Nucléaire-énergies renouvelables : mensonges et promesses

Au cours de la folle semaine de débats autour du nucléaire sur fond de négociations PS-Eélv, Henri Proglio, PDG d’EDF s’est exprimé de façon, pour le moins, orientée, défendant comme il est de tradition à la tête d’EDF, ce type d’énergie avec des arguments contestables. La commission énergie a fait le point sur la question.

I. Pertes d’emploi par abandon du nucléaire?

Henri Proglio annonce 1 million d’emplois perdus, en mélangeant plusieurs choses (emplois nucléaires directs, indirects et induits, emplois industriels, hypothétiques emplois futurs pour le développement à l’étranger).
En France, en réalité, 125.000 personnes sont employées directement dans la filière nucléaire, avec seulement une petite partie spécialisée exclusivement sur le nucléaire.
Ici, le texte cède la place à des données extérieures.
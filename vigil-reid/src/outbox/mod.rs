//! Transactional event outbox
//!
//! Domain writes and their event rows commit together ([`store::enqueue`] runs on the
//! caller's transaction). The [`OutboxDispatcher`] drains dispatchable rows to a
//! [`crate::publisher::ScopePublisher`] with at-least-once delivery.

pub mod dispatcher;
pub mod model;
pub mod notifier;
pub mod store;

pub use dispatcher::{DispatchStats, OutboxDispatcher};
pub use model::{EnqueueOutcome, NewOutboxMessage, OutboxMessage, OutboxStatus, StatusCounts};
pub use notifier::OutboxNotifier;
pub use store::{enqueue, OutboxStore, SqliteOutboxStore};

/// `aggregate_type` of events about a person's tracking session
pub const AGGREGATE_TRACKING_SESSION: &str = "tracking_session";

/// `aggregate_type` of events about the camera topology
pub const AGGREGATE_TOPOLOGY: &str = "camera_topology";
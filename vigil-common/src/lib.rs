//! # Vigil Common Library
//!
//! Shared code for the Vigil monitoring services including:
//! - Error type and result alias
//! - Configuration loading (TOML + environment)
//! - SQLite initialization and schema
//! - Event taxonomy (topics, delivery scopes, push envelopes, EventBus)
//! - Clock abstraction for time-dependent logic

pub mod config;
pub mod db;
pub mod error;
pub mod events;
pub mod time;

pub use error::{Error, Result};
pub use time::{Clock, ManualClock, SystemClock};
//! Similarity matcher
//!
//! Pure cosine-similarity search of a probe embedding against enrolled gallery
//! embeddings. Input defects (empty or zero-norm probe, dimension mismatch, undecodable
//! stored bytes) never raise: they produce "no match" or skip the candidate.
//!
//! Candidates are visited in ascending profile id order regardless of the order they are
//! passed in; on exactly equal similarity the first visited candidate wins.

use serde::{Deserialize, Serialize};
use thiserror::Error;
use tracing::{debug, warn};

/// Stored embedding decode failures
#[derive(Debug, Error, PartialEq)]
pub enum EmbeddingError {
    #[error("embedding is empty")]
    Empty,

    #[error("embedding byte length {0} is not a multiple of 4")]
    Misaligned(usize),

    #[error("embedding contains a non-finite value at index {0}")]
    NonFinite(usize),
}

/// Encode an embedding as little-endian f32 bytes
pub fn encode_embedding(values: &[f32]) -> Vec<u8> {
    values.iter().flat_map(|v| v.to_le_bytes()).collect()
}

/// Decode little-endian f32 bytes written by [`encode_embedding`]
pub fn decode_embedding(bytes: &[u8]) -> Result<Vec<f32>, EmbeddingError> {
    if bytes.is_empty() {
        return Err(EmbeddingError::Empty);
    }
    if bytes.len() % 4 != 0 {
        return Err(EmbeddingError::Misaligned(bytes.len()));
    }

    let values: Vec<f32> = bytes
        .chunks_exact(4)
        .map(|chunk| f32::from_le_bytes([chunk[0], chunk[1], chunk[2], chunk[3]]))
        .collect();

    if let Some(index) = values.iter().position(|v| !v.is_finite()) {
        return Err(EmbeddingError::NonFinite(index));
    }

    Ok(values)
}

/// L2 norm, accumulated in f64
pub fn l2_norm(values: &[f32]) -> f64 {
    values
        .iter()
        .map(|v| (*v as f64) * (*v as f64))
        .sum::<f64>()
        .sqrt()
}

/// Cosine similarity of two equal-length vectors
///
/// Returns 0.0 when either vector has zero (or non-finite) norm or the lengths differ.
pub fn cosine_similarity(a: &[f32], b: &[f32]) -> f32 {
    if a.len() != b.len() || a.is_empty() {
        return 0.0;
    }

    let denominator = l2_norm(a) * l2_norm(b);
    if denominator == 0.0 || !denominator.is_finite() {
        return 0.0;
    }

    let dot: f64 = a
        .iter()
        .zip(b.iter())
        .map(|(x, y)| (*x as f64) * (*y as f64))
        .sum();

    (dot / denominator).clamp(-1.0, 1.0) as f32
}

/// One enrolled gallery embedding
#[derive(Debug, Clone, PartialEq)]
pub struct Candidate {
    pub identity_id: String,
    pub profile_id: i64,
    /// Stored bytes; decoded lazily so that one corrupt row cannot fail the search
    pub embedding: Vec<u8>,
}

impl Candidate {
    pub fn new(identity_id: impl Into<String>, profile_id: i64, embedding: &[f32]) -> Self {
        Self {
            identity_id: identity_id.into(),
            profile_id,
            embedding: encode_embedding(embedding),
        }
    }
}

/// Outcome of a gallery search
#[derive(Debug, Clone, PartialEq, Serialize, Deserialize)]
pub struct MatchResult {
    pub is_match: bool,
    #[serde(skip_serializing_if = "Option::is_none")]
    pub identity_id: Option<String>,
    #[serde(skip_serializing_if = "Option::is_none")]
    pub profile_id: Option<i64>,
    /// Best similarity found (0.0 when nothing was comparable)
    pub similarity: f32,
}

impl MatchResult {
    pub fn no_match(similarity: f32) -> Self {
        Self {
            is_match: false,
            identity_id: None,
            profile_id: None,
            similarity,
        }
    }
}

/// Cosine-similarity gallery matcher
#[derive(Debug, Clone)]
pub struct SimilarityMatcher {
    default_threshold: f32,
}

impl SimilarityMatcher {
    /// `default_threshold` is used when a search passes no explicit threshold
    pub fn new(default_threshold: f32) -> Self {
        Self { default_threshold }
    }

    pub fn default_threshold(&self) -> f32 {
        self.default_threshold
    }

    /// Find the best candidate for `probe`
    ///
    /// `is_match` is true only when the best similarity reaches the threshold
    /// (`threshold` if given, otherwise the default).
    pub fn match_probe(
        &self,
        probe: &[f32],
        candidates: &[Candidate],
        threshold: Option<f32>,
    ) -> MatchResult {
        let threshold = threshold.unwrap_or(self.default_threshold);

        let probe_norm = l2_norm(probe);
        if probe.is_empty() || probe_norm == 0.0 || !probe_norm.is_finite() {
            debug!(dimensions = probe.len(), "Rejecting empty or zero-norm probe");
            return MatchResult::no_match(0.0);
        }

        let mut ordered: Vec<&Candidate> = candidates.iter().collect();
        ordered.sort_by_key(|c| c.profile_id);

        let mut best: Option<(&Candidate, f32)> = None;

        for candidate in ordered {
            let stored = match decode_embedding(&candidate.embedding) {
                Ok(stored) => stored,
                Err(e) => {
                    warn!(
                        profile_id = candidate.profile_id,
                        identity_id = %candidate.identity_id,
                        error = %e,
                        "Skipping gallery profile with undecodable embedding"
                    );
                    continue;
                }
            };

            if stored.len() != probe.len() {
                debug!(
                    profile_id = candidate.profile_id,
                    expected = probe.len(),
                    actual = stored.len(),
                    "Skipping gallery profile with mismatched dimensions"
                );
                continue;
            }

            let similarity = cosine_similarity(probe, &stored);
            let better = match best {
                Some((_, best_similarity)) => similarity > best_similarity,
                None => true,
            };
            if better {
                best = Some((candidate, similarity));
            }
        }

        match best {
            Some((candidate, similarity)) if similarity >= threshold => MatchResult {
                is_match: true,
                identity_id: Some(candidate.identity_id.clone()),
                profile_id: Some(candidate.profile_id),
                similarity,
            },
            Some((_, similarity)) => MatchResult::no_match(similarity),
            None => MatchResult::no_match(0.0),
        }
    }
}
Les difficultés de reconversion des employés du nucléaire sont réduites pour deux raisons concrètes :
– d’une part, la pyramide des âges de l’emploi de la filière (EdF, Areva, principalement) fait état d’un départ à la retraite massif d’ici 2020 (+de 40%).
– d’autre part, ces emplois sont essentiellement des cadres, facilement reconvertibles dans des secteurs annexes comme les énergies renouvelables et la maîtrise de l’énergie

Il ne s’agit d’ailleurs en aucun cas de « tuer » la filière nucléaire dès maintenant. Même en cas de sortie, celle-ci aura encore pour longtemps besoin de nombreux emplois qualifiés, que ce soit pour l’exploitation et la maintenance ou encore pour le développement d’un pôle d’excellence en matière de gestion des déchets et démantèlement des réacteurs.
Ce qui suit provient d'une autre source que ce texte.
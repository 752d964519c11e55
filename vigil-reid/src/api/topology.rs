//! Topology administration

use axum::{extract::State, routing::{get, post}, Json, Router};

use crate::error::ApiResult;
use crate::topology::{ReloadSummary, TopologyConfig};
use crate::AppState;

/// GET /topology - stored configuration (edges directed)
pub async fn get_topology(State(state): State<AppState>) -> ApiResult<Json<TopologyConfig>> {
    Ok(Json(state.topology_store.load().await?))
}

/// PUT /topology - replace the stored configuration and reload it
pub async fn put_topology(
    State(state): State<AppState>,
    Json(config): Json<TopologyConfig>,
) -> ApiResult<Json<ReloadSummary>> {
    state.topology_store.replace(&config).await?;
    Ok(Json(state.topology_store.reload(&state.topology).await?))
}

/// POST /topology/reload - rebuild the live snapshot from the store
pub async fn reload_topology(State(state): State<AppState>) -> ApiResult<Json<ReloadSummary>> {
    Ok(Json(state.topology_store.reload(&state.topology).await?))
}

pub fn topology_routes() -> Router<AppState> {
    Router::new()
        .route("/topology", get(get_topology).put(put_topology))
        .route("/topology/reload", post(reload_topology))
}
//! Read-only tracking session diagnostics

use axum::{
    extract::{Path, State},
    routing::get,
    Json, Router,
};
use serde::Serialize;

use crate::error::{ApiError, ApiResult};
use crate::tracking::SessionSnapshot;
use crate::AppState;

/// One session as reported to monitoring
#[derive(Debug, Serialize)]
pub struct SessionView {
    #[serde(flatten)]
    pub session: SessionSnapshot,
    pub last_seen_age_secs: f64,
}

#[derive(Debug, Serialize)]
pub struct SessionsResponse {
    pub count: usize,
    pub sessions: Vec<SessionView>,
}

/// GET /sessions
///
/// Sessions seen within the expiration window, sorted by person id.
pub async fn list_sessions(State(state): State<AppState>) -> Json<SessionsResponse> {
    let now = state.engine.now();
    let sessions: Vec<SessionView> = state
        .engine
        .active_sessions()
        .into_iter()
        .map(|session| SessionView {
            last_seen_age_secs: session.last_seen_age_secs(now),
            session,
        })
        .collect();

    Json(SessionsResponse {
        count: sessions.len(),
        sessions,
    })
}

/// GET /sessions/:person_id
pub async fn get_session(
    State(state): State<AppState>,
    Path(person_id): Path<String>,
) -> ApiResult<Json<SessionView>> {
    let session = state
        .engine
        .session(&person_id)
        .ok_or_else(|| ApiError::NotFound(format!("session for {}", person_id)))?;

    Ok(Json(SessionView {
        last_seen_age_secs: session.last_seen_age_secs(state.engine.now()),
        session,
    }))
}

pub fn session_routes() -> Router<AppState> {
    Router::new()
        .route("/sessions", get(list_sessions))
        .route("/sessions/:person_id", get(get_session))
}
Pour ce qui est des 100.000 emplois qui proviendraient du futur développement du nucléaire à l’étranger, le chiffre est grossièrement exagéré et mensonger.
1- Dans le meilleur des cas (et c’est loin d’être gagné, vu le peu de pays qui s’intéressent à l’EPR), c’est la conception qui aura en partie lieu en France, la construction et l’exploitation se fait évidemment sur place. Ce seront au maximum quelques centaines d’ingénieurs qui se consacreront à la conception pour une période déterminé en France. A l’échelle internationale, on est pourtant loin d’une « renaissance du nucléaire »;
2- D’autant plus que les marchés les plus prometteurs (Chine, Inde, Russie) font tout pour maitriser eux-mêmes la filière industrielle, laissant peu de place aux industriels français.

II. Une conversion aux énergies renouvelables, productrice … d’emplois.

Le cas de l’Allemagne permet d’affirmer que la teneur en emplois du nucléaire est largement inférieure à celle des énergies renouvelables. Ces dernières représentent aujourd’hui une part de production très proche de ce qu’était le nucléaire avant 2011 (un peu plus de 20%).

Or, il y avait 40.000 emplois directs dans le nucléaire en Allemagne; le secteur des énergies renouvelables compte aujourd’hui 370.000, avec un fort développement pour l’export également. Convertir la production d’énergie en abandonnant le nucléaire au profit des énergies renouvelables devrait donc non seulement compenser les pertes mais permettre de nombreuses embauches.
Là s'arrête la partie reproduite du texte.